# Young adult British Shorthair wanted



## flummery (Feb 9, 2010)

Hi everybody

Me and my husband (no kids) are looking to provide a loving (re-)home for a young adult British Shorthair. Please do get in touch if you think you can help.

Thanks!
Fiona


----------



## jill3 (Feb 18, 2009)

Take a look on preloved on the internet.
I've just been on to look and there are a few young British Short hairs on there.
One is a 3 year old Silver tabby boy he looks fab!!
Think there is a lilac or blue girl owner due to have a baby so poor cat got to go
There's more on there.
If you need to contact the owners i think you have to join preloved.
I did this last year and i adopted Harley a British cream boy at 11 months old.
He's the one in the bottom picture.
I Love him to bits.
Good luck on your search!
You will not regret having one.

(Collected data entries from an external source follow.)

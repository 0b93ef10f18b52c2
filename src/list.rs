//! Doubly linked recency list.
//!
//! Backbone of the LRU store: nodes near the head were touched recently,
//! the node before the tail sentinel is the eviction candidate. Sentinel
//! (sigil) nodes at both ends keep every splice branch-free.
//!
//! This module is internal infrastructure. It hands out raw node pointers
//! that stay valid only while the node is linked, so all callers live inside
//! this crate where the invariants are enforced.

use core::fmt;
use core::mem;
use core::ptr;

/// A node in the recency list.
///
/// Holds a value and links to its neighbors. Sigil nodes leave the value
/// uninitialized, which is why it is wrapped in `MaybeUninit`.
pub(crate) struct Entry<T> {
    val: mem::MaybeUninit<T>,
    prev: *mut Entry<T>,
    next: *mut Entry<T>,
}

impl<T> Entry<T> {
    fn new(val: T) -> Self {
        Entry {
            val: mem::MaybeUninit::new(val),
            prev: ptr::null_mut(),
            next: ptr::null_mut(),
        }
    }

    /// Creates a sentinel entry without initializing the value.
    fn new_sigil() -> Self {
        Entry {
            val: mem::MaybeUninit::uninit(),
            prev: ptr::null_mut(),
            next: ptr::null_mut(),
        }
    }

    /// Borrows the stored value.
    ///
    /// # Safety
    ///
    /// Must only be called on non-sigil nodes; the value is assumed
    /// initialized.
    pub(crate) unsafe fn value(&self) -> &T {
        // SAFETY: guaranteed initialized by the caller contract
        unsafe { self.val.assume_init_ref() }
    }

    /// Mutably borrows the stored value.
    ///
    /// # Safety
    ///
    /// Must only be called on non-sigil nodes; the value is assumed
    /// initialized.
    pub(crate) unsafe fn value_mut(&mut self) -> &mut T {
        // SAFETY: guaranteed initialized by the caller contract
        unsafe { self.val.assume_init_mut() }
    }

    /// Consumes a detached node and returns the owned value.
    ///
    /// # Safety
    ///
    /// The node must be a non-sigil entry that has already been unlinked
    /// from its list.
    pub(crate) unsafe fn into_value(self: Box<Self>) -> T {
        let entry = *self;
        // SAFETY: non-sigil nodes always hold an initialized value
        unsafe { entry.val.assume_init() }
    }
}

/// A doubly linked list ordered by recency.
///
/// The node after `head` is the most recently used entry; the node before
/// `tail` is the least recently used one. All operations are O(1).
pub(crate) struct List<T> {
    len: usize,
    head: *mut Entry<T>,
    tail: *mut Entry<T>,
}

impl<T> List<T> {
    /// Creates an empty list with linked sentinel nodes.
    pub(crate) fn new() -> List<T> {
        let head = Box::into_raw(Box::new(Entry::new_sigil()));
        let tail = Box::into_raw(Box::new(Entry::new_sigil()));

        let list = List { len: 0, head, tail };

        unsafe {
            // SAFETY: head and tail are newly allocated, valid pointers
            (*list.head).next = list.tail;
            (*list.tail).prev = list.head;
        }

        list
    }

    /// Current number of entries.
    pub(crate) fn len(&self) -> usize {
        self.len
    }

    /// Returns `true` if the list contains no entries.
    pub(crate) fn is_empty(&self) -> bool {
        self.len == 0
    }

    /// Unlinks a node from its neighbors without deallocating it.
    ///
    /// # Safety
    ///
    /// `node` must be a valid non-sigil entry currently linked in this list.
    unsafe fn detach(&mut self, node: *mut Entry<T>) {
        // SAFETY: a linked node always has valid prev and next entries
        unsafe {
            (*(*node).prev).next = (*node).next;
            (*(*node).next).prev = (*node).prev;
        }
    }

    /// Links a node directly after the head sentinel (most recent position).
    ///
    /// # Safety
    ///
    /// `node` must be a valid entry that is not currently linked in any list.
    unsafe fn attach(&mut self, node: *mut Entry<T>) {
        // SAFETY: head is valid since construction; node is unlinked per the
        // caller contract
        unsafe {
            (*node).next = (*self.head).next;
            (*node).prev = self.head;
            (*self.head).next = node;
            (*(*node).next).prev = node;
        }
    }

    /// Allocates a node for `val` at the most recent position and returns a
    /// pointer to it.
    ///
    /// The pointer stays valid until the node is removed from the list.
    pub(crate) fn push_front(&mut self, val: T) -> *mut Entry<T> {
        let node = Box::into_raw(Box::new(Entry::new(val)));
        // SAFETY: node is newly allocated and not part of any list yet
        unsafe { self.attach(node) };
        self.len += 1;
        node
    }

    /// Moves a node to the most recent position.
    ///
    /// # Safety
    ///
    /// `node` must be a valid entry currently linked in this list.
    pub(crate) unsafe fn move_to_front(&mut self, node: *mut Entry<T>) {
        if node.is_null() || node == self.head || node == self.tail {
            return;
        }
        // SAFETY: head is valid since construction
        if unsafe { (*self.head).next } == node {
            return;
        }
        // SAFETY: caller guarantees node is linked in this list
        unsafe {
            self.detach(node);
            self.attach(node);
        }
    }

    /// Unlinks and returns the least recently used entry.
    pub(crate) fn remove_last(&mut self) -> Option<Box<Entry<T>>> {
        if self.is_empty() {
            return None;
        }
        // SAFETY: tail is valid since construction, and a non-empty list has
        // at least one real node before it
        let prev = unsafe { (*self.tail).prev };
        if prev == self.head {
            return None;
        }
        // SAFETY: prev is a real node linked in this list
        unsafe { self.detach(prev) };
        self.len -= 1;
        // SAFETY: prev was allocated by push_front via Box::into_raw and has
        // just been unlinked
        Some(unsafe { Box::from_raw(prev) })
    }
}

impl<T> Drop for List<T> {
    fn drop(&mut self) {
        // Drain real nodes first so their values are dropped.
        while let Some(entry) = self.remove_last() {
            // SAFETY: remove_last only yields detached non-sigil nodes
            let _ = unsafe { entry.into_value() };
        }

        // SAFETY: the sentinels were allocated in `new` and are only freed
        // here; their values are uninitialized and must not be dropped, which
        // `MaybeUninit` guarantees.
        unsafe {
            let _ = Box::from_raw(self.head);
            let _ = Box::from_raw(self.tail);
            self.head = ptr::null_mut();
            self.tail = ptr::null_mut();
        }
    }
}

impl<T> fmt::Debug for List<T> {
    fn fmt(&self, f: &mut fmt::Formatter<'_>) -> fmt::Result {
        f.debug_struct("List").field("len", &self.len).finish()
    }
}

#[cfg(test)]
mod tests {
    use super::*;

    #[test]
    fn push_and_remove_follow_recency_order() {
        let mut list = List::new();
        list.push_front(1);
        list.push_front(2);
        list.push_front(3);
        assert_eq!(list.len(), 3);

        // Oldest out first.
        let one = list.remove_last().map(|e| unsafe { e.into_value() });
        assert_eq!(one, Some(1));
        let two = list.remove_last().map(|e| unsafe { e.into_value() });
        assert_eq!(two, Some(2));
        assert_eq!(list.len(), 1);
    }

    #[test]
    fn move_to_front_rescues_a_node() {
        let mut list = List::new();
        let a = list.push_front("a");
        list.push_front("b");
        list.push_front("c");

        unsafe { list.move_to_front(a) };

        let oldest = list.remove_last().map(|e| unsafe { e.into_value() });
        assert_eq!(oldest, Some("b"));
    }

    #[test]
    fn remove_last_on_empty_is_none() {
        let mut list: List<u32> = List::new();
        assert!(list.remove_last().is_none());
        assert!(list.is_empty());
    }

    #[test]
    fn drop_releases_owned_values() {
        // Heap-owned values dropped with the list; run under miri to observe
        // any leak or double free.
        let mut list = List::new();
        for i in 0..16 {
            list.push_front(format!("value-{i}"));
        }
        drop(list);
    }
}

Two even better!!
Let me know how you get on.


----------



## kelly-joy (Oct 14, 2008)

Have you tried these rescues?

BRITISH SHORTHAIR: SOUTHERN BRITISH SHORTHAIR CAT CLUB - RESCUE
Based in London, covering the South of England
Undertaking rehome & Rescue of British Shorthair Cats
Tel: 07905 010210
Email: [email protected]
Website (click on "Re-home List") British Shorthair Kittens

And Patsy at Rushden Persian rescue she gets loads in
RUSHDEN PERSIAN RESCUE
Registered Charity no: 1124730
Email: [email protected]
Website: Rushden Persian Rescue


----------



## flummery (Feb 9, 2010)

Thanks both - much appreciated. Will get looking!


----------



## jcs78 (Feb 16, 2010)

Sent u a private message, as we a re willing to offer you a British shorthair if you are still looking for one.


----------



## flummery (Feb 9, 2010)

UPDATE - we are no longer looking, but thanks all for reading/responding.


----------